*Problem details*. Produce the records below again, word for word, but stop after the line that contains "Who is calling".

Data for this task: Begin

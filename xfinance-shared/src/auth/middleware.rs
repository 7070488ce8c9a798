/// Bearer token authentication for axum
///
/// Validates `Authorization: Bearer <access token>` and yields an
/// [`AuthContext`]. The API's auth layer stores it in the request extensions
/// and handlers pick it up with `Extension<AuthContext>`.
///
/// # Example
///
/// ```no_run
/// use axum::http::HeaderMap;
/// use xfinance_shared::auth::middleware::authenticate;
///
/// # fn example(headers: &HeaderMap) -> Result<(), Box<dyn std::error::Error>> {
/// let auth = authenticate(headers, "secret-key-at-least-32-bytes-long!")?;
/// println!("request from {}", auth.username);
/// # Ok(())
/// # }
/// ```

use axum::{
    http::{header, HeaderMap, StatusCode},
    response::{IntoResponse, Response},
};
use serde::{Deserialize, Serialize};
use uuid::Uuid;

use super::jwt::{validate_access_token, Claims, JwtError};

/// Who is calling
#[derive(Debug, Clone, PartialEq, Eq, Serialize, Deserialize)]
pub struct AuthContext {
    pub user_id: Uuid,
    pub username: String,
}

impl From<Claims> for AuthContext {
    fn from(claims: Claims) -> Self {
        Self {
            user_id: claims.sub,
            username: claims.username,
        }
    }
}

/// Why a request could not be authenticated
#[derive(Debug, Clone, PartialEq, Eq, thiserror::Error)]
pub enum AuthError {
    #[error("Missing authorization header")]
    MissingCredentials,

    /// Header present but not `Bearer <token>`
    #[error("{0}")]
    InvalidFormat(String),

    #[error("{0}")]
    InvalidToken(String),
}

impl IntoResponse for AuthError {
    fn into_response(self) -> Response {
        let status = match self {
            AuthError::InvalidFormat(_) => StatusCode::BAD_REQUEST,
            AuthError::MissingCredentials | AuthError::InvalidToken(_) => StatusCode::UNAUTHORIZED,
        };
        (status, self.to_string()).into_response()
    }
}

/// Pulls the bearer token out of the headers
pub fn bearer_token(headers: &HeaderMap) -> Result<&str, AuthError> {
    let value = headers
        .get(header::AUTHORIZATION)
        .and_then(|v| v.to_str().ok())
        .ok_or(AuthError::MissingCredentials)?;

    let token = value
        .strip_prefix("Bearer ")
        .ok_or_else(|| AuthError::InvalidFormat("Expected Bearer token".to_string()))?
        .trim();

    if token.is_empty() {
        return Err(AuthError::InvalidFormat("Empty bearer token".to_string()));
    }

    Ok(token)
}

/// Validates the request's access token and returns the caller
pub fn authenticate(headers: &HeaderMap, secret: &str) -> Result<AuthContext, AuthError> {
    let token = bearer_token(headers)?;

    let claims = validate_access_token(token, secret).map_err(|e| match e {
        JwtError::Expired => AuthError::InvalidToken("Token expired".to_string()),
        _ => AuthError::InvalidToken(format!("Invalid token: {}", e)),
    })?;

    Ok(claims.into())
}

#[cfg(test)]
mod tests {
    use super::*;
    use crate::auth::jwt::{create_token, TokenType};
    use axum::http::HeaderValue;

    const SECRET: &str = "middleware-secret-at-least-32-bytes!";

    fn headers_with(value: &str) -> HeaderMap {
        let mut headers = HeaderMap::new();
        headers.insert(header::AUTHORIZATION, HeaderValue::from_str(value).unwrap());
        headers
    }

    #[test]
    fn test_authenticate_valid_token() {
        let user_id = Uuid::new_v4();
        let token = create_token(
            &Claims::new(user_id, "alice".to_string(), TokenType::Access),
            SECRET,
        )
        .unwrap();

        let auth = authenticate(&headers_with(&format!("Bearer {}", token)), SECRET).unwrap();
        assert_eq!(auth.user_id, user_id);
        assert_eq!(auth.username, "alice");
    }

    #[test]
    fn test_missing_and_malformed_headers() {
        assert_eq!(
            authenticate(&HeaderMap::new(), SECRET),
            Err(AuthError::MissingCredentials)
        );
        assert!(matches!(
            authenticate(&headers_with("Basic abc"), SECRET),
            Err(AuthError::InvalidFormat(_))
        ));
        assert!(matches!(
            authenticate(&headers_with("Bearer "), SECRET),
            Err(AuthError::InvalidFormat(_))
        ));
    }

    #[test]
    fn test_refresh_token_is_rejected() {
        let token = create_token(
            &Claims::new(Uuid::new_v4(), "alice".to_string(), TokenType::Refresh),
            SECRET,
        )
        .unwrap();

        assert!(matches!(
            authenticate(&headers_with(&format!("Bearer {}", token)), SECRET),
            Err(AuthError::InvalidToken(_))
        ));
    }

    #[test]
    fn test_auth_error_into_response() {
        assert_eq!(
            AuthError::MissingCredentials.into_response().status(),
            StatusCode::UNAUTHORIZED
        );
        assert_eq!(
            AuthError::InvalidFormat("x".to_string()).into_response().status(),
            StatusCode::BAD_REQUEST
        );
        assert_eq!(
            AuthError::InvalidToken("x".to_string()).into_response().status(),
            StatusCode::UNAUTHORIZED
        );
    }
}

Data for this task: End

*Answer for the task*.
filename xfinance-shared/src/auth/middleware.rs
repository 7070488ce8c9a798
/// Bearer token authentication for axum
///
/// Validates `Authorization: Bearer <access token>` and yields an
/// [`AuthContext`]. The API's auth layer stores it in the request extensions
/// and handlers pick it up with `Extension<AuthContext>`.
///
/// # Example
///
/// ```no_run
/// use axum::http::HeaderMap;
/// use xfinance_shared::auth::middleware::authenticate;
///
/// # fn example(headers: &HeaderMap) -> Result<(), Box<dyn std::error::Error>> {
/// let auth = authenticate(headers, "secret-key-at-least-32-bytes-long!")?;
/// println!("request from {}", auth.username);
/// # Ok(())
/// # }
/// ```

use axum::{
    http::{header, HeaderMap, StatusCode},
    response::{IntoResponse, Response},
};
use serde::{Deserialize, Serialize};
use uuid::Uuid;

use super::jwt::{validate_access_token, Claims, JwtError};

/// Who is calling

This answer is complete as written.